Ce sont ces considérations qui me conduisent à penser que Roland-Garros pourrait justement être le déclencheur d’une réhabilitation globale du site, à condition, je l’ai toujours dit, que cette implantation se fasse dans les conditions suivantes :
1) abandon total, même s’il est progressif, du site des Matelots par le ministère de la Défense,
2) extinction rapide des concessions encore actives sur le site des Mortemets, hors celles accordées aux jardins ouvriers dont il conviendrait toutefois de rectifier l’emprise de façon à la rendre compatible avec la trame historique du site,
3) rétablissement du tracé historique des allées, selon les prescriptions de l’architecte en chef des Monuments Historiques, de façon à rendre au site une structure cohérente et digne,
4) rétablissement, le long de la RD10, de bosquets denses de façon à renforcer la protection visuelle du paysage,
5) réduction significative des surfaces bâties et perméabilisées sur l’ensemble Mortemets-Matelots. C’est à cette condition que le bilan de l’opération pourrait être jugé positif tant sur le plan patrimonial que sur le plan écologique,
6) nécessité absolue pour les bâtiments nouvellement construits de se fondre dans le paysage de façon à n’imposer aucune pollution au spectacle qui s’offre au visiteur du Château. Cela suppose la mobilisation de paysagistes compétents et le recours à des architectes sensibles et avisés,
7) vérification que le projet qui serait définitivement élaboré par la Fédération française de tennis recevrait l’agrément du ministère de la Culture et de la Communication au titre de sa mission de protection des Monuments historiques. Il va, en effet, de soi que si le ministère peut, dans l’état actuel des choses, donner une indication sur son accord de principe à une implantation de Roland-Garros à Versailles, il ne peut pas préjuger de la compatibilité entre le projet paysager et architectural définitif et les contraintes de préservation du monument et du site.

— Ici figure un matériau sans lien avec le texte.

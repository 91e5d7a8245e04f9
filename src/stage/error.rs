//! Error types for stage lookup and stage table construction.

use super::{Stage, WorkflowType};
use thiserror::Error;

/// A stage was looked up in a sequence that does not contain it.
#[derive(Debug, Clone, Error, PartialEq, Eq)]
#[error("stage '{stage}' is not part of the {workflow_type} sequence")]
pub struct UnknownStageError {
    /// Stage that was looked up.
    pub stage: Stage,
    /// Workflow type whose sequence was searched.
    pub workflow_type: WorkflowType,
}

/// Errors returned while building a stage table.
#[derive(Debug, Clone, Error, PartialEq, Eq)]
pub enum StageError {
    /// Stage names must be lowercase `snake_case` identifiers.
    #[error("invalid stage name '{0}', expected lowercase snake_case")]
    InvalidName(String),

    /// A sequence contains no stages.
    #[error("stage sequence for {} is empty", describe(.0.as_ref()))]
    EmptySequence(Option<WorkflowType>),

    /// A stage occurs more than once in one sequence.
    #[error("stage '{stage}' appears twice in the {} sequence", describe(.workflow_type.as_ref()))]
    DuplicateStage {
        /// Repeated stage.
        stage: Stage,
        /// Sequence owner; `None` for the default sequence.
        workflow_type: Option<WorkflowType>,
    },

    /// A sequenced stage has no agent route.
    #[error("stage '{0}' has no agent route")]
    MissingRoute(Stage),

    /// The lookup itself failed.
    #[error(transparent)]
    Unknown(#[from] UnknownStageError),
}

/// Error returned while parsing workflow types.
#[derive(Debug, Clone, Error, PartialEq, Eq)]
#[error("unknown workflow type: {0}")]
pub struct ParseWorkflowTypeError(pub String);

fn describe(workflow_type: Option<&WorkflowType>) -> String {
    workflow_type.map_or_else(|| "default".to_owned(), ToString::to_string)
}
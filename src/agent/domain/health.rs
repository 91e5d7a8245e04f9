//! Point-in-time health snapshot of registered agents.

use super::{AgentId, AgentRegistration, AgentStatus};
use crate::envelope::{AgentType, PlatformId};
use chrono::{DateTime, Utc};
use serde::Serialize;
use std::time::Duration;

/// Health of one registered agent.
#[derive(Debug, Clone, PartialEq, Eq, Serialize)]
pub struct AgentHealth {
    /// Agent identifier.
    pub agent_id: AgentId,
    /// Agent type served.
    pub agent_type: AgentType,
    /// Platform scope, `None` for global agents.
    pub platform_id: Option<PlatformId>,
    /// Liveness status at report time.
    pub status: AgentStatus,
    /// Tasks in flight at the last heartbeat.
    pub in_flight: u32,
    /// Declared concurrency limit.
    pub concurrency_limit: u32,
    /// Last heartbeat receipt time.
    pub last_heartbeat_at: DateTime<Utc>,
    /// Milliseconds since the last heartbeat.
    pub silent_for_ms: u64,
}

impl AgentHealth {
    pub(crate) fn of(registration: &AgentRegistration, now: DateTime<Utc>) -> Self {
        Self {
            agent_id: registration.id(),
            agent_type: registration.agent_type(),
            platform_id: registration.platform_id().cloned(),
            status: registration.status(),
            in_flight: registration.in_flight(),
            concurrency_limit: registration.concurrency_limit(),
            last_heartbeat_at: registration.last_heartbeat_at(),
            silent_for_ms: millis(registration.silence_at(now)),
        }
    }
}

/// Health of every registered agent at `generated_at`.
#[derive(Debug, Clone, PartialEq, Eq, Serialize)]
pub struct HealthReport {
    /// Report timestamp.
    pub generated_at: DateTime<Utc>,
    /// Silence window after which an agent counts as stale.
    pub stale_after_ms: u64,
    /// Per-agent health.
    pub agents: Vec<AgentHealth>,
}

impl HealthReport {
    pub(crate) fn new(
        generated_at: DateTime<Utc>,
        stale_after: Duration,
        agents: Vec<AgentHealth>,
    ) -> Self {
        Self {
            generated_at,
            stale_after_ms: millis(stale_after),
            agents,
        }
    }

    /// Returns the agents currently marked stale.
    pub fn stale(&self) -> impl Iterator<Item = &AgentHealth> {
        self.agents
            .iter()
            .filter(|agent| agent.status == AgentStatus::Stale)
    }

    /// Returns the number of active agents.
    #[must_use]
    pub fn active_count(&self) -> usize {
        self.agents
            .iter()
            .filter(|agent| agent.status == AgentStatus::Active)
            .count()
    }

    /// Returns `true` when every agent type has an active agent.
    #[must_use]
    pub fn covers_all_types(&self) -> bool {
        AgentType::ALL.iter().all(|kind| {
            self.agents
                .iter()
                .any(|agent| agent.agent_type == *kind && agent.status == AgentStatus::Active)
        })
    }
}

fn millis(duration: Duration) -> u64 {
    u64::try_from(duration.as_millis()).unwrap_or(u64::MAX)
}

Je sais bien qu’on pourrait, in abstracto, rêver pour ce vaste site de solutions qui viseraient à la reconstitution pure et simple de la structure paysagère de cette partie du domaine historique de Versailles. Je crains, cependant, que les circonstances faisant, nous ne serions pas en mesure d’atteindre cet objectif de si tôt. Il s’agit donc pour moi de marquer de l’intérêt à la meilleure des autres solutions. Celle de la venue de Roland-Garros à Versailles me semble, à cet égard, digne d’être soutenue. Elle peut constituer pour le château de Versailles la chance de sauver d’une trop longue négligence une partie très fragile de son vaste domaine.